We then create a get_page method. This simply grabs a url which is passed as an argument and then returns the pages html. If we have any issues with a particular page we simply log the exception and then return nothing.

Creating a Soup

This is again a very simple method which simply checks that we have some html and creates a BeautifulSoup object from the soup. We are then going to use this soup to extract URLs to crawl and the information we are collecting.

Getting Links

Our get_links method takes our soup and finds all the links which we haven’t previously found. First, we find all the ‘a’ items which have ‘href’ attribute. We then check if these links contain anything within our exclusion list. If the URL should be excluded we move onto the next ‘href’. We use urljoin with urldefrag to resolve any relative URLs. We then check whether the URL has already been crawled or is already in our queue. If the URL matches our base domain we then finally add it to our queue.

Getting Data

We then use our soup again to get the title of the article in question. If we come across any issues with getting the title we simply return the string ‘None’. This method could be expanded to collect any of the data you require from the page in question.

Writing to CSV

We simply pass our URL and title to this method and then use the standard libraries CSV module to output the data to our target file.

Run Crawler Method

The run crawler method really just brings together all of our already defined methods. While we have unseen URLs, we continue to crawl and take an element from the left of our queue. We then add this to our crawled list and request the page.

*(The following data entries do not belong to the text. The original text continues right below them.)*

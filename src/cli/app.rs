//! CLI module for the notekeep application
//!
//! This module runs one-shot commands against the notes shell and manages
//! the configuration file.
use std::{io::stdout, path::Path};

use log::info;
use tokio::io::{stdin, BufReader};

use super::{external_editor::edit_in_external_editor, interactive::run_session, render};
use crate::{
    parse_tags, store::NoteStore, Commands, Config, Note, NoteError, Notifier, NotesShell, Result,
};

/// CLI Application handler - processes CLI commands and interfaces with the shell
pub struct App<S, N> {
    /// Application state over the note store
    shell: NotesShell<S, N>,

    /// Application configuration
    config: Config,
}

impl<S: NoteStore, N: Notifier> App<S, N> {
    /// Create a new CLI application with the given shell and config
    pub fn new(shell: NotesShell<S, N>, config: Config) -> Self {
        Self { shell, config }
    }

    pub fn shell(&self) -> &NotesShell<S, N> {
        &self.shell
    }

    /// Run the CLI application with the given command. One-shot commands
    /// stop here when the notes cannot be loaded; the interactive session
    /// starts anyway and can `reload`.
    pub async fn run(&mut self, command: Commands) -> Result<()> {
        let loaded = self.shell.load().await;
        if !loaded && command != Commands::Shell {
            return Err(NoteError::Fetch {
                message: "the store did not return the notes".to_string(),
            });
        }

        match command {
            Commands::List { search, tag, json } => self.list_notes(search, tag, json)?,

            Commands::Tags => {
                print!(
                    "{}",
                    render::tag_sidebar(&self.shell.tags(), self.shell.active_tag())
                );
            }

            Commands::Show { id, json } => self.show_note(&id, json)?,

            Commands::New {
                title,
                content,
                tags,
            } => self.create_note(title, content, tags).await?,

            Commands::Edit {
                id,
                title,
                content,
                add_tag,
                remove_tag,
                editor,
            } => {
                self.select(&id)?;
                self.apply_edits(title, content, add_tag, remove_tag, editor)?;
                self.save_selected().await?;
            }

            Commands::Delete { id } => self.delete_note(&id).await?,

            Commands::Shell => {
                let input = BufReader::new(stdin());
                run_session(&mut self.shell, input, &mut stdout()).await?;
            }

            Commands::Config { .. } => {
                return Err(NoteError::InvalidInput {
                    message: "config is handled before connecting to the store".to_string(),
                })
            }
        }

        Ok(())
    }

    fn list_notes(&mut self, search: Option<String>, tag: Option<String>, json: bool) -> Result<()> {
        self.shell.set_search(search.unwrap_or_default());
        self.shell.select_tag(tag);

        let notes = self.shell.visible_notes();
        if json {
            println!("{}", serde_json::to_string_pretty(&notes)?);
        } else {
            print!("{}", render::note_list(&notes, None));
        }
        Ok(())
    }

    fn show_note(&self, id: &str, json: bool) -> Result<()> {
        let note = self.find(id)?;
        if json {
            println!("{}", serde_json::to_string_pretty(note)?);
        } else {
            print!("{}", render::note_detail(note));
        }
        Ok(())
    }

    async fn create_note(
        &mut self,
        title: Option<String>,
        content: Option<String>,
        tags: Option<String>,
    ) -> Result<()> {
        let created = self
            .shell
            .new_note()
            .await
            .ok_or_else(|| NoteError::Create {
                message: "the store did not accept the note".to_string(),
            })?;
        println!("Note created with ID: {}", created.id);

        let tags = parse_tags(tags);
        if title.is_some() || content.is_some() || !tags.is_empty() {
            self.apply_edits(title, content, tags, Vec::new(), false)?;
            self.save_selected().await?;
        }
        Ok(())
    }

    async fn delete_note(&mut self, id: &str) -> Result<()> {
        let id = self.find(id)?.id.clone();
        self.shell.delete(&id).await;

        if self.shell.repository().get(&id).is_some() {
            return Err(NoteError::Delete {
                id,
                message: "the store did not delete the note".to_string(),
            });
        }
        Ok(())
    }

    /// Looks a note up by full id or unique id prefix.
    fn find(&self, id: &str) -> Result<&Note> {
        let notes = self.shell.repository().notes();
        if let Some(note) = notes.iter().find(|n| n.id == id) {
            return Ok(note);
        }
        let mut prefixed = notes.iter().filter(|n| n.id.starts_with(id));
        match (prefixed.next(), prefixed.next()) {
            (Some(note), None) => Ok(note),
            _ => Err(NoteError::NoteNotFound { id: id.to_string() }),
        }
    }

    fn select(&mut self, id: &str) -> Result<()> {
        let id = self.find(id)?.id.clone();
        self.shell.select_note(&id);
        Ok(())
    }

    fn apply_edits(
        &mut self,
        title: Option<String>,
        content: Option<String>,
        add_tags: Vec<String>,
        remove_tags: Vec<String>,
        open_editor: bool,
    ) -> Result<()> {
        if content.is_some() && open_editor {
            return Err(NoteError::InvalidInput {
                message: "Cannot specify both --content and --editor".to_string(),
            });
        }

        let config = &self.config;
        let editor = self.shell.editor_mut().ok_or_else(|| NoteError::InvalidInput {
            message: "No note selected".to_string(),
        })?;

        if let Some(title) = title {
            editor.set_title(title);
        }
        if let Some(content) = content {
            editor.set_content(content);
        } else if open_editor {
            let draft = editor.draft().clone();
            let edited = edit_in_external_editor(config, &draft.title, &draft.content)?;
            editor.set_content(edited);
        }
        for tag in &add_tags {
            if !editor.add_tag(tag) {
                info!("Skipping tag '{}': empty or already present", tag);
            }
        }
        for tag in &remove_tags {
            editor.remove_tag(tag);
        }
        Ok(())
    }

    /// Saves the selected draft and reports whether the store took it.
    async fn save_selected(&mut self) -> Result<()> {
        let Some(editor) = self.shell.editor() else {
            return Ok(());
        };
        if !editor.is_dirty() {
            println!("No changes to save");
            return Ok(());
        }

        let id = editor.note_id().to_string();
        if !self.shell.save().await {
            return Err(NoteError::Update {
                id,
                message: "the store did not save the changes".to_string(),
            });
        }
        println!("Note {} updated successfully", id);
        Ok(())
    }
}

/// Handles `config --show/--set/--reset` against the file at `path`.
pub fn handle_config(path: &Path, show: bool, set: Option<String>, reset: bool) -> Result<()> {
    if reset {
        Config::default().save(path)?;
        println!("Configuration reset to defaults");
    }

    let updated = set.is_some();
    if let Some(assignment) = set {
        let mut config = Config::read(path)?;
        config.set(&assignment)?;
        config.save(path)?;
        println!("Updated {}", assignment.split('=').next().unwrap_or_default());
    }

    if show || (!reset && !updated) {
        let config = Config::load(path)?;
        println!("Configuration file: {}", path.display());
        println!("{}", serde_json::to_string_pretty(&config)?);
    }

    Ok(())
}
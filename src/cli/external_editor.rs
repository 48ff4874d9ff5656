//! Editing note content in the user's own editor through a temp file.
use std::{
    fs::{read_to_string, OpenOptions},
    io::Write,
    path::Path,
    process::Command,
};

use log::info;
use shell_words::split;
use tempfile::Builder;

use crate::{Config, NoteError, Result};

const HEADER_NOTICE: &str =
    "Lines that start with <!-- and end with --> are comments and will be ignored.";

/// Opens `content` in the configured editor and returns the edited text.
pub fn edit_in_external_editor(config: &Config, title: &str, content: &str) -> Result<String> {
    let temp_file = Builder::new().suffix(".md").tempfile()?;
    let temp_path = temp_file.path().to_path_buf();

    write_editor_template(&temp_path, title, content)?;

    let editor_cmd = config.get_editor_command();
    info!("Opening {} to edit note content", editor_cmd);
    launch_editor(&editor_cmd, &temp_path)?;

    let edited = read_to_string(&temp_path)?;
    Ok(process_editor_content(&edited))
}

fn write_editor_template(path: &Path, title: &str, content: &str) -> Result<()> {
    let mut file = OpenOptions::new().write(true).truncate(true).open(path)?;
    writeln!(file, "<!-- Editing \"{}\" -->", title)?;
    writeln!(file, "<!-- {} -->", HEADER_NOTICE)?;
    write!(file, "{}", content)?;
    Ok(())
}

fn launch_editor(editor_cmd: &str, file_path: &Path) -> Result<()> {
    let args = split(editor_cmd).map_err(|e| NoteError::EditorError {
        message: format!("Failed to parse editor command: {}", e),
    })?;

    let Some((program, rest)) = args.split_first() else {
        return Err(NoteError::EditorError {
            message: "Empty editor command".to_string(),
        });
    };

    let status = Command::new(program)
        .args(rest)
        .arg(file_path)
        .status()
        .map_err(|e| NoteError::EditorError {
            message: format!("Failed to execute editor command: {}", e),
        })?;

    if !status.success() {
        return Err(NoteError::EditorError {
            message: "Editor exited with non-zero status".to_string(),
        });
    }

    Ok(())
}

/// Drops comment lines (`<!-- ... -->`) from what the editor left behind.
fn process_editor_content(content: &str) -> String {
    content
        .lines()
        .filter(|line| {
            let line = line.trim();
            !(line.starts_with("<!--") && line.ends_with("-->"))
        })
        .collect::<Vec<&str>>()
        .join("\n")
}
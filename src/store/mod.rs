//! The persisted notes table.
//!
//! [`NoteStore`] is the contract the repository depends on: list ordered by
//! creation time (newest first), insert returning the stored record, update
//! by id and delete by id. The store owns identifiers and timestamps.

mod memory;
mod rest;

pub use memory::{MemoryNoteStore, StoreOp};
pub use rest::RestNoteStore;

use async_trait::async_trait;

use crate::{NewNote, Note, NoteChanges, Result};

/// Remote table of note records.
#[async_trait]
pub trait NoteStore: Send + Sync {
    /// All notes, newest `created_at` first.
    async fn list_notes(&self) -> Result<Vec<Note>>;

    /// Insert a note and return the stored record with its generated fields.
    async fn insert_note(&self, note: &NewNote) -> Result<Note>;

    /// Overwrite title, content, tags and `updated_at` of the note `id`.
    async fn update_note(&self, id: &str, changes: &NoteChanges) -> Result<()>;

    /// Remove the note `id`.
    async fn delete_note(&self, id: &str) -> Result<()>;
}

Should the end URL be different from the URL we originally requested this URL is also added to the crawled list. This means we don’t visit URLs twice when a redirect has been put in place.

We then grab the soup from the html, and provided we have a soup object, we parse the links, grab the title and output the results to our CSV file.

What Can Be Improved?

There are a number of things that can be improved on in this example Selenium crawler.

While I ran a test across over 1,000 URLs, the get_page method may be liable to break. To counter this, it would recommended to use more sophisticated error handling and importing Selenium’s common errors module. Additionally, this method could just get stuck waiting for ever if JavaScript fails to fully load. It would therefore be recommended to add some timeouts on the rendering of JavaScript, which is relatively easy with the Selenium library.

Additionally, this crawler is going toe be relatively slow. It’s single threaded and uses Bs4 to parse pages, which is relatively slow compared with using lxml. Both the methods using Bs4 could be quite easily changed to use lxml.

The full code for this post can be found on my Github, feel free to fork, and make pull requests and see what you can do with this underlying basic recipe.

Beautiful Soup vs. lxml – Speed

When comparing Python parsing frameworks, you often hear people complaining that Beautiful Soup is considerably slower than using lxml. Thus, some people conclude that lxml should be used in any performance critical project. Having used Beautiful Soup in a large number of web scraping projects and never having had any real trouble with its performance, I wanted to properly measure the performance of the popular parsing library.

The Test

To test the two libraries, I wrote a simple single threaded crawler which crawls a total of 100 URLs and then simply extracts links and the page title from the page in question. By implementing two different parser methods, one using lxml and one using Beautiful Soup. I also tested the speed of the Beautiful Soup with various non-default parsers.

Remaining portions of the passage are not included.